__YOUR INSTRUCTIONS__. Narrow the data below down to the lines containing "Deserialize".

[[ TASK INPUTS, beginning ]]

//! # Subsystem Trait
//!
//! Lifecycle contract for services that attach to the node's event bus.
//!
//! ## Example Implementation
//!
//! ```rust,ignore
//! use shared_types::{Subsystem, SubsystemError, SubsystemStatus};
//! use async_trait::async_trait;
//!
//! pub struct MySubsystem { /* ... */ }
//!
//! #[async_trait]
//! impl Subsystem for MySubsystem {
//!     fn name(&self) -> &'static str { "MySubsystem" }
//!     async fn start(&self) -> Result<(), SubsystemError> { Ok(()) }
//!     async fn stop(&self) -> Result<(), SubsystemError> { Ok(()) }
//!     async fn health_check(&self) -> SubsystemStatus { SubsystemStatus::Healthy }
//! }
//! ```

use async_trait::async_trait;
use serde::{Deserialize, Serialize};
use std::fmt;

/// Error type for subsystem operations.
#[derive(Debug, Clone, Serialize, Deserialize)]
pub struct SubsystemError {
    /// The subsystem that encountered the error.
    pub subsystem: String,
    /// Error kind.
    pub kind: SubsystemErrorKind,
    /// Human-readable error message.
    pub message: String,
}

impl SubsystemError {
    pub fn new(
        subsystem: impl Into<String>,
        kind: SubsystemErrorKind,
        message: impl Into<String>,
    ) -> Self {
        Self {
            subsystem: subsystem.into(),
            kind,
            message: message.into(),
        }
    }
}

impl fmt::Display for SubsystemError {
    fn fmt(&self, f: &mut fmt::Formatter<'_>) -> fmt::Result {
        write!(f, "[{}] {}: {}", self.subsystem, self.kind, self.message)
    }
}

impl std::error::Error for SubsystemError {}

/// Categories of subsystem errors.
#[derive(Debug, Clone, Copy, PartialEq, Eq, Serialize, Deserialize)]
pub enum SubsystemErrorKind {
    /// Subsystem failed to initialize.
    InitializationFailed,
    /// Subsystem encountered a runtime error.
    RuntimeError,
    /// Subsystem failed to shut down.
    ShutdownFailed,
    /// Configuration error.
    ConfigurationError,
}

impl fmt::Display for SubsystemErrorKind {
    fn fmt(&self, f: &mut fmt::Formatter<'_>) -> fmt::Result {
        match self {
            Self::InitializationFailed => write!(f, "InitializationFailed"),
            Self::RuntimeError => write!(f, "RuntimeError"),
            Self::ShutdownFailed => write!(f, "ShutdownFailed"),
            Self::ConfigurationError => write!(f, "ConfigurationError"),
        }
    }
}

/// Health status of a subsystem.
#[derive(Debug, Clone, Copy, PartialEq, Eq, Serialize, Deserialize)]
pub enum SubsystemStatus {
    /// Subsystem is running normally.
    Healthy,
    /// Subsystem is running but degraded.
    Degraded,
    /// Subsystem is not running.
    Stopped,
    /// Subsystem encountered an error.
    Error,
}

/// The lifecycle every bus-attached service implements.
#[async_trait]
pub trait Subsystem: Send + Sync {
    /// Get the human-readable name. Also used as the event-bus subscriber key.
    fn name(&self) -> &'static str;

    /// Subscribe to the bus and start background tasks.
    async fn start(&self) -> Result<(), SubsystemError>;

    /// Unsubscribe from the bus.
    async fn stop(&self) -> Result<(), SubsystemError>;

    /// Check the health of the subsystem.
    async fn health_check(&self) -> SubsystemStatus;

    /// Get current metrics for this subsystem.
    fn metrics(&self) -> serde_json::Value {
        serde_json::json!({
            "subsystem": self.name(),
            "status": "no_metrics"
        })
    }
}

[[ TASK INPUTS, end ]]
[[ TASK INPUTS, beginning ]]

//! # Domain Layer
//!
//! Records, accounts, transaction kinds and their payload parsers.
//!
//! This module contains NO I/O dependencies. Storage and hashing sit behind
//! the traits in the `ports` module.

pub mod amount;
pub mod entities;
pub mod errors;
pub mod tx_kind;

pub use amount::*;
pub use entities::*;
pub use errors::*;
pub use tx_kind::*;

[[ TASK INPUTS, end ]]

__EXERCISE ANSWER__.
use serde::{Deserialize, Serialize};
#[derive(Debug, Clone, Serialize, Deserialize)]
#[derive(Debug, Clone, Copy, PartialEq, Eq, Serialize, Deserialize)]
#[derive(Debug, Clone, Copy, PartialEq, Eq, Serialize, Deserialize)]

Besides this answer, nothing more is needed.